1. Classification of Diagnostic Modalities

Diagnosis follows a tiered approach: Screening (Population-based) $\to$ Diagnostic (High risk).

A. Non-Invasive Visualization (Ultrasound)

1. First Trimester Scan (11–13+6 Weeks)

Dating: Crown-Rump Length (CRL) is accurate for age (vital for interpretation of biomarkers).
Nuchal Translucency (NT): >3mm or >95th centile.
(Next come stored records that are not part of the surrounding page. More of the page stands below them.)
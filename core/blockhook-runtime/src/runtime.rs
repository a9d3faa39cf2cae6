//! The document lifecycle API.

use crate::{DocumentStore, MemoryStore, RuntimeError, RuntimeResult};
use blockhook_dispatch::{CallLog, DispatchConfig, DispatchResult, Dispatcher, OperationContext};
use blockhook_model::{Document, HookStage, Operation, SchemaRegistry, Shape};
use blockhook_types::{DocumentId, Timestamp};
use serde::Serialize;
use serde_json::Value;
use std::sync::Arc;
use tracing::{debug, info, warn};

/// A document returned by a lifecycle operation together with the hook calls
/// the operation made.
///
/// For create, update and duplicate, `document` carries the values returned by
/// afterChange hooks; the stored copy holds the beforeChange values. For read,
/// it carries the afterRead values and nothing is written.
#[derive(Debug, Clone, Serialize)]
pub struct LifecycleOutcome {
    pub document: Document,
    pub log: CallLog,
}

/// Runs document operations through the field hook dispatcher and a store.
///
/// Every operation walks the stage list of its [`Operation`]: stages before
/// afterChange run on a working copy, the result is persisted, and the
/// remaining stages run on the persisted document.
pub struct ContentRuntime<S = MemoryStore> {
    dispatcher: Dispatcher,
    store: S,
    allocate_id: Arc<dyn Fn() -> DocumentId + Send + Sync>,
}

impl ContentRuntime<MemoryStore> {
    /// A runtime over a fresh in-memory store.
    pub fn in_memory(registry: Arc<SchemaRegistry>, config: DispatchConfig) -> Self {
        Self::new(Dispatcher::new(registry, config), MemoryStore::new())
    }
}

impl<S: DocumentStore> ContentRuntime<S> {
    pub fn new(dispatcher: Dispatcher, store: S) -> Self {
        Self {
            dispatcher,
            store,
            allocate_id: Arc::new(DocumentId::new),
        }
    }

    /// Replaces the identity source for new documents (UUID v7 by default).
    #[must_use]
    pub fn with_id_allocator<F>(mut self, allocate: F) -> Self
    where
        F: Fn() -> DocumentId + Send + Sync + 'static,
    {
        self.allocate_id = Arc::new(allocate);
        self
    }

    pub fn dispatcher(&self) -> &Dispatcher {
        &self.dispatcher
    }

    pub fn store(&self) -> &S {
        &self.store
    }

    /// Creates a document: beforeValidate, validation, beforeChange, persist, afterChange.
    pub fn create(&self, collection: &str, data: Value) -> RuntimeResult<LifecycleOutcome> {
        let shape = self.shape(collection)?;
        let mut ctx = OperationContext::new(Operation::Create);
        let document = self.insert_new(&shape, data, None, &mut ctx)?;

        info!(
            collection,
            id = %document.id,
            hook_calls = ctx.log().len(),
            "Created document"
        );
        Ok(LifecycleOutcome {
            document,
            log: ctx.into_log(),
        })
    }

    /// Reads a document and runs afterRead. The stored copy is not modified.
    pub fn read(&self, collection: &str, id: DocumentId) -> RuntimeResult<LifecycleOutcome> {
        let shape = self.shape(collection)?;
        let mut document = self.load(collection, id)?;
        let mut ctx = OperationContext::new(Operation::Read).with_document(id);

        self.run_after_persist(&shape, &mut document.data, &mut ctx)?;

        debug!(collection, %id, hook_calls = ctx.log().len(), "Read document");
        Ok(LifecycleOutcome {
            document,
            log: ctx.into_log(),
        })
    }

    /// Updates a document.
    ///
    /// Top-level keys of `data` replace the stored values; keys absent from
    /// `data` keep their stored values. Hooks then run over the merged document.
    pub fn update(
        &self,
        collection: &str,
        id: DocumentId,
        data: Value,
    ) -> RuntimeResult<LifecycleOutcome> {
        let shape = self.shape(collection)?;
        let existing = self.load(collection, id)?;
        let incoming = into_object(data)?;
        let mut ctx = OperationContext::new(Operation::Update).with_document(id);

        let mut merged = existing.data.clone();
        match merged.as_object_mut() {
            Some(object) => object.extend(incoming),
            None => merged = Value::Object(incoming),
        }
        let working = self.run_before_persist(&shape, merged, &mut ctx)?;

        let mut updated = Document {
            data: working,
            modified_at: existing.modified_at.advance(),
            ..existing.clone()
        };
        self.store.replace(updated.clone())?;

        if let Err(e) = self.run_after_persist(&shape, &mut updated.data, &mut ctx) {
            warn!(collection, %id, "afterChange failed, restoring previous version: {}", e);
            self.store.replace(existing)?;
            return Err(e.into());
        }

        info!(collection, %id, hook_calls = ctx.log().len(), "Updated document");
        Ok(LifecycleOutcome {
            document: updated,
            log: ctx.into_log(),
        })
    }

    /// Duplicates a document: beforeDuplicate on a copy of the source, then the
    /// create sequence under a new identity.
    pub fn duplicate(&self, collection: &str, id: DocumentId) -> RuntimeResult<LifecycleOutcome> {
        let shape = self.shape(collection)?;
        let source = self.load(collection, id)?;
        let mut ctx = OperationContext::new(Operation::Duplicate).with_document(id);
        let document = self.insert_new(&shape, source.data, Some(id), &mut ctx)?;

        info!(
            collection,
            source = %id,
            id = %document.id,
            hook_calls = ctx.log().len(),
            "Duplicated document"
        );
        Ok(LifecycleOutcome {
            document,
            log: ctx.into_log(),
        })
    }

    fn shape(&self, collection: &str) -> RuntimeResult<Arc<Shape>> {
        self.dispatcher
            .registry()
            .collection(collection)
            .cloned()
            .ok_or_else(|| RuntimeError::UnknownCollection(collection.to_string()))
    }

    fn load(&self, collection: &str, id: DocumentId) -> RuntimeResult<Document> {
        self.store
            .get(collection, &id)?
            .ok_or_else(|| RuntimeError::NotFound {
                collection: collection.to_string(),
                id,
            })
    }

    /// Runs the operation's stages up to beforeChange on a working copy.
    ///
    /// Validation follows beforeValidate. After beforeDuplicate the context
    /// drops the source identity: later stages work on the new document.
    fn run_before_persist(
        &self,
        shape: &Shape,
        data: Value,
        ctx: &mut OperationContext,
    ) -> RuntimeResult<Value> {
        let mut working = data;
        for &stage in ctx.operation().stages() {
            if runs_after_persist(stage) {
                continue;
            }
            self.dispatcher.run_stage(stage, shape, &mut working, ctx)?;
            match stage {
                HookStage::BeforeValidate => self.dispatcher.validate(shape, &working)?,
                HookStage::BeforeDuplicate => ctx.set_document_id(None),
                _ => {}
            }
        }
        Ok(working)
    }

    /// Runs the operation's afterChange / afterRead stages.
    fn run_after_persist(
        &self,
        shape: &Shape,
        data: &mut Value,
        ctx: &mut OperationContext,
    ) -> DispatchResult<()> {
        for &stage in ctx.operation().stages() {
            if runs_after_persist(stage) {
                self.dispatcher.run_stage(stage, shape, data, ctx)?;
            }
        }
        Ok(())
    }

    /// Runs the stages of a create or duplicate and persists the new document.
    /// `source` is the document being duplicated, if any.
    fn insert_new(
        &self,
        shape: &Shape,
        data: Value,
        source: Option<DocumentId>,
        ctx: &mut OperationContext,
    ) -> RuntimeResult<Document> {
        let data = Value::Object(into_object(data)?);
        let working = self.run_before_persist(shape, data, ctx)?;

        let now = Timestamp::now();
        let mut document = Document {
            id: (self.allocate_id)(),
            collection: shape.slug.clone(),
            data: working,
            created_at: now,
            modified_at: now,
        };
        if source == Some(document.id) {
            return Err(RuntimeError::DuplicateIdentity(document.id));
        }
        self.store.insert(document.clone())?;
        ctx.set_document_id(Some(document.id));

        if let Err(e) = self.run_after_persist(shape, &mut document.data, ctx) {
            warn!(
                collection = %shape.slug,
                id = %document.id,
                "afterChange failed, removing new document: {}",
                e
            );
            self.store.remove(&shape.slug, &document.id)?;
            return Err(e.into());
        }
        Ok(document)
    }
}

const fn runs_after_persist(stage: HookStage) -> bool {
    matches!(stage, HookStage::AfterChange | HookStage::AfterRead)
}

fn into_object(data: Value) -> RuntimeResult<serde_json::Map<String, Value>> {
    match data {
        Value::Object(object) => Ok(object),
        other => Err(RuntimeError::InvalidData(format!(
            "expected a JSON object, got {}",
            kind_of(&other)
        ))),
    }
}

fn kind_of(value: &Value) -> &'static str {
    match value {
        Value::Null => "null",
        Value::Bool(_) => "a boolean",
        Value::Number(_) => "a number",
        Value::String(_) => "a string",
        Value::Array(_) => "an array",
        Value::Object(_) => "an object",
    }
}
Associated with Trisomy 21, Turner syndrome, Cardiac defects, Diaphragmatic hernia.
Nasal Bone: Absence is a strong marker for Down syndrome.
Early Anatomy: Acrania (early Anencephaly), Megacystis, Limb reduction defects.

2. Second Trimester "Anomaly Scan" (18–20 Weeks)

The Standard of Care: Systematic survey of fetal anatomy.
Central Nervous System: Ventriculomegaly, Holoprosencephaly, Agenesis of Corpus Callosum.
Cardiac: Four-chamber view + Outflow tracts (detects ~60–80% of major CHDs).
Renal: Renal agenesis (absent bladder/liquor), Hydronephrosis, Multicystic dysplastic kidney.
Gastrointestinal: Duodenal atresia ("Double Bubble"), Echogenic bowel.
Skeletal: Club foot, skeletal dysplasias (femur length).

3. Fetal Echocardiography (20–22 Weeks)

Indicated for: Maternal diabetes, IVF pregnancy, family history of CHD, or abnormal cardiac view on Level II scan.

4. Fetal MRI (Ultrafast)

Adjunct to USG: Used when USG is limited by oligohydramnios or maternal obesity.
Best for: CNS anomalies (cortical migration defects, posterior fossa cysts) and lung masses (CDH lung volume calculation).

B. Maternal Serum Screening (Biochemical)

First Trimester Combined Test: PAPP-A + Free $β$ -hCG + NT (Detection ~90% for Trisomy 21).
Quadruple Test (15–20 Weeks): AFP, hCG, Estriol, Inhibin-A.
- High AFP: NTDs, Gastroschisis.
- Low AFP/Estriol + High hCG/Inhibin: Down Syndrome.

C. Cell-Free Fetal DNA (NIPS/NIPT)

Screens for Aneuploidy (T21, T18, T13) and Sex Chromosome Abnormalities.
99% sensitivity for Down syndrome.
Note: It detects chromosomal anomalies, not structural malformations (unlike USG).

D. Invasive Diagnostic Testing

Used to obtain fetal tissue for genetic/genomic analysis when screening is abnormal.

Procedure	Timing	Tissue	Indications
CVS	10–13 wks	Trophoblast	Early genetic diagnosis (Thalassemia, SMA).
Amniocentesis	15–20 wks	Amniocytes	Karyotype, CMA, Infection (CMV), Enzyme assays.
Cordocentesis	>18 wks	Fetal Blood	Rapid karyotype (late gestation), Fetal anemia.

Laboratory Advances:

Chromosomal Microarray (CMA): First-line test for structural anomalies (detects microdeletions missed by karyotype).
Whole Exome Sequencing (WES): For syndromic fetuses with normal CMA.

5. Summary of Diagnostic Flow

Risk Assessment: Age, Family History, Teratogen exposure.
Universal Screening: NT Scan + Dual Marker (11–13w) + Anomaly Scan (18–20w).
High Risk Identified: $\to$ Genetic Counseling $\to$ Invasive Test (Amnio/CVS) $\to$ CMA/Exome.
Action: Continuation with Therapy vs. Termination (MTP).